B.3. Strengthening of a dominant position on the overall CSD market in Denmark

(83) With the creation of CCNB, the brands, the portfolios and distribution system of TCCC and Carlsberg/Dadeko come under the joint strategy and common ownership of the parties. Consequently the Commission has concluded that the creation of CCNB will give rise to the strengthening of the dominant positions of TCCC and Dadeko on the CSD market at the brand and bottling levels respectively.

(84) The parties have argued that the intended divestiture of Jolly Cola, the licensing of [ . . . ], the discontinuation of certain [ . . . ] brands, as well as [ . . . ] would have reduced their market share from [55 to 60 %] to [50 to 55 %] at the brand level in 1995. These actions would have led to a reduction in market share, at the bottling level, from [60 to 65 %] to [50 to 55 %] in 1995. However, as discussed below it is not likely that the operation will lead to the parties giving up this [5 to 10 %] market share. More importantly, the parties have forecast that the overall CSD market in Denmark is expected to grow. Rather, it appears that the purpose of the operation is to position TCCC and CCNB/Dadeko to capture the majority of this growth. For the following reasons, TCCC's dominant position will be strengthened at the brand level and Dadeko's at the bottling level through the creation of CCNB.
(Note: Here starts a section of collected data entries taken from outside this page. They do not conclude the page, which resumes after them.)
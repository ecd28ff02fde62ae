//! Persisted user preferences.
//!
//! Stored as YAML through `confy` under the `pitchside` app name, or at an
//! explicit path given on the command line.

use std::path::{Path, PathBuf};

use serde::{Deserialize, Serialize};

use crate::core::time::Seconds;
use crate::playback::state::{PlaybackState, PlayerSettings};

const APP_NAME: &str = "pitchside";
const CONFIG_NAME: &str = "config";

/// Error type for configuration persistence
#[derive(Debug, thiserror::Error)]
pub enum ConfigError {
    #[error("Config storage error: {0}")]
    Storage(#[from] confy::ConfyError),
    #[error("Volume out of range: {0}")]
    InvalidVolume(f32),
}

#[derive(Debug, Clone, PartialEq, Serialize, Deserialize)]
#[serde(default)]
pub struct AppConfig {
    pub initial_volume: f32,
    pub narration_enabled: bool,
    /// Vendor names matched against voice names, in priority order
    pub preferred_voices: Vec<String>,
    pub speech_rate: f32,
    /// Duration assumed for uploads when the probe cannot read one
    pub fallback_duration_secs: Seconds,
    pub show_commentary: bool,
}

impl Default for AppConfig {
    fn default() -> Self {
        Self {
            initial_volume: 0.7,
            narration_enabled: true,
            preferred_voices: vec!["Google".into(), "Daniel".into(), "Microsoft".into()],
            speech_rate: 1.0,
            fallback_duration_secs: 90.0,
            show_commentary: true,
        }
    }
}

impl AppConfig {
    /// Load from `path`, or from the platform config location.
    ///
    /// Any failure is logged and yields the defaults.
    pub fn load(path: Option<&Path>) -> Self {
        let loaded = match path {
            Some(path) => Self::load_from(path),
            None => confy::load(APP_NAME, CONFIG_NAME).map_err(ConfigError::from),
        };

        match loaded {
            Ok(config) => config.sanitized(),
            Err(e) => {
                tracing::warn!(error = %e, "failed to load config, using defaults");
                Self::default()
            }
        }
    }

    pub fn load_from(path: &Path) -> Result<Self, ConfigError> {
        Ok(confy::load_path(path)?)
    }

    pub fn save(&self, path: Option<&Path>) -> Result<(), ConfigError> {
        match path {
            Some(path) => confy::store_path(path, self)?,
            None => confy::store(APP_NAME, CONFIG_NAME, self)?,
        }
        Ok(())
    }

    /// Location used when no explicit path is given
    pub fn default_path() -> Result<PathBuf, ConfigError> {
        Ok(confy::get_configuration_file_path(APP_NAME, CONFIG_NAME)?)
    }

    pub fn set_volume(&mut self, volume: f32) -> Result<(), ConfigError> {
        if !(0.0..=1.0).contains(&volume) {
            return Err(ConfigError::InvalidVolume(volume));
        }
        self.initial_volume = volume;
        Ok(())
    }

    /// Clamp values a hand-edited file may have pushed out of range
    pub fn sanitized(mut self) -> Self {
        self.initial_volume = if self.initial_volume.is_finite() {
            self.initial_volume.clamp(0.0, 1.0)
        } else {
            0.7
        };
        if !(self.speech_rate.is_finite() && self.speech_rate > 0.0) {
            self.speech_rate = 1.0;
        }
        if !(self.fallback_duration_secs.is_finite() && self.fallback_duration_secs > 0.0) {
            self.fallback_duration_secs = 90.0;
        }
        self
    }

    /// Take over the preferences the user changed in the player.
    /// Returns whether anything differs from before.
    pub fn remember(&mut self, state: &PlaybackState) -> bool {
        let before = (self.initial_volume, self.narration_enabled, self.show_commentary);
        self.initial_volume = state.volume;
        self.narration_enabled = state.audio_enabled;
        self.show_commentary = state.show_commentary;
        before != (self.initial_volume, self.narration_enabled, self.show_commentary)
    }

    pub fn player_settings(&self) -> PlayerSettings {
        PlayerSettings {
            initial_volume: self.initial_volume,
            narration_enabled: self.narration_enabled,
            show_commentary: self.show_commentary,
        }
    }
}

#[cfg(test)]
mod tests {
    use super::*;

    #[test]
    fn test_defaults() {
        let config = AppConfig::default();
        assert_eq!(config.initial_volume, 0.7);
        assert!(config.narration_enabled);
        assert_eq!(config.preferred_voices, ["Google", "Daniel", "Microsoft"]);
        assert_eq!(config.fallback_duration_secs, 90.0);
    }

    #[test]
    fn test_sanitize_clamps() {
        let config = AppConfig {
            initial_volume: 3.0,
            speech_rate: -1.0,
            fallback_duration_secs: f64::NAN,
            ..AppConfig::default()
        }
        .sanitized();
        assert_eq!(config.initial_volume, 1.0);
        assert_eq!(config.speech_rate, 1.0);
        assert_eq!(config.fallback_duration_secs, 90.0);
    }

    #[test]
    fn test_set_volume_rejects_out_of_range() {
        let mut config = AppConfig::default();
        assert!(config.set_volume(0.4).is_ok());
        assert_eq!(config.initial_volume, 0.4);
        assert!(matches!(config.set_volume(1.5), Err(ConfigError::InvalidVolume(_))));
        assert_eq!(config.initial_volume, 0.4);
    }

    #[test]
    fn test_store_and_load_path() {
        let path = std::env::temp_dir().join(format!("pitchside-test-{}.yml", std::process::id()));
        let config = AppConfig {
            initial_volume: 0.25,
            narration_enabled: false,
            ..AppConfig::default()
        };
        config.save(Some(&path)).unwrap();

        let loaded = AppConfig::load(Some(&path));
        assert_eq!(loaded, config);
        let _ = std::fs::remove_file(&path);
    }

    #[test]
    fn test_partial_document_fills_defaults() {
        let config: AppConfig = serde_json::from_str(r#"{"speech_rate": 1.25}"#).unwrap();
        assert_eq!(config.speech_rate, 1.25);
        assert_eq!(config.initial_volume, 0.7);
    }

    #[test]
    fn test_remember_player_changes() {
        let mut config = AppConfig::default();
        let mut state = PlaybackState::new(config.player_settings());
        assert!(!config.remember(&state));

        state.volume = 0.4;
        state.audio_enabled = false;
        assert!(config.remember(&state));
        assert_eq!(config.initial_volume, 0.4);
        assert!(!config.narration_enabled);
        assert!(config.show_commentary);
        assert!(!config.remember(&state));
    }

    #[test]
    fn test_player_settings() {
        let settings = AppConfig::default().player_settings();
        assert_eq!(settings, PlayerSettings::default());
    }
}
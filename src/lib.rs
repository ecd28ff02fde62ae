//! Match video player with synchronized commentary, narration, an event
//! timeline and a tactical map.
//!
//! The library core is headless: [`playback::PlaybackController`] drives any
//! [`playback::MediaElement`] and [`audio::SpeechBackend`]. The [`ui`] module
//! adds the egui front end used by the binary.

pub mod audio;
pub mod cli;
pub mod commentary;
pub mod config;
pub mod core;
pub mod error;
pub mod logging;
pub mod playback;
pub mod render;
pub mod timeline;
pub mod ui;
pub mod upload;

pub use error::{Error, Result};
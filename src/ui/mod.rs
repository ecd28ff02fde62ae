//! egui front end for the desktop player.
//! Runs on the UI thread; playback, narration and upload are all driven from `App::update`.

pub mod app;
pub mod player_view;
pub mod summary_view;
pub mod tactical_view;
pub mod timeline_view;

pub use app::PlayerApp;
pub use timeline_view::TimelineView;
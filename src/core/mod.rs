//! Core types for match analysis playback.
//!
//! This module provides the analysis aggregate (events, commentary,
//! tactical frames), the bundled fixture source and time helpers.
//! All time values are fractional seconds.

pub mod analysis;
pub mod source;
pub mod time;

// Re-export core data structures for easier access.
pub use analysis::{
    Analysis, AnalysisError, AnalysisId, EventKind, MatchEvent, PlayerPosition, Point,
    TacticalFrame, Team,
};
pub use source::{generate_analysis, match_fixture, AnalysisSource, FixtureSource};
pub use time::{Seconds, ZERO};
(a) The change from a licence agreement to a joint venture arrangement

(85) Bottlers may be either independent companies, licensed by TCCC to produce its products, or entities which are either partly or wholly owned by TCCC. In some cases, the bottling arrangement between TCCC and the licensee matures into the creation of a joint venture between the two parties, a relationship which may subsequently be terminated upon the former licensee becoming subject to the sole control of an 'anchor bottler` (9).

(86) As far as the present arrangements are concerned, the operation results in a change from a licence agreement to a structural joint venture. The present licence agreement between TCCC and Dadeko is based on TCCC's standard Bottler's Agreement known as its European Community Standard International Bottler's Agreement ('ECSIBA`) which was notified under Regulation 17 to the Commission on 7 September 1992 (10).

(87) In general terms, the present agreement provides that TCCC's role is confined to selling and delivering beverage bases and to approving certain decisions. Dadeko's role is confined to preparing and packaging TCCC beverages for distribution and sale in Denmark. Dadeko is obliged [ . . . ]. The bottling agreement obliges Dadeko, for example, to [ . . . ]. Dadeko is further identified as being [ . . . ]. Thus, the Bottler's Agreement provides for a formal division of responsibilities between Dadeko and TCCC. Moreover, under the present arrangement [ . . . ].

(88) The post-merger arrangement will be based on a Bottler's Agreement (11), the MSA and the licence agreement concerning the [ . . . ] CSD brands. The last two agreements will thus involve additional contractual obligations on the parties in addition to the bottling provisions, described above. Some of the main changes that will ensue in the relationship between the parties are: (i) TCCC will become fully involved in all decision-making bodies at different levels (12), (ii) [certain] brands will now become a part of the joint venture and thus subject to joint decision-making, (iii) Carlsberg must not, directly or indirectly, undertake any act or activity in relation to [ . . . ] within [ . . . ] and (iv) the MSA introduces [ . . . ].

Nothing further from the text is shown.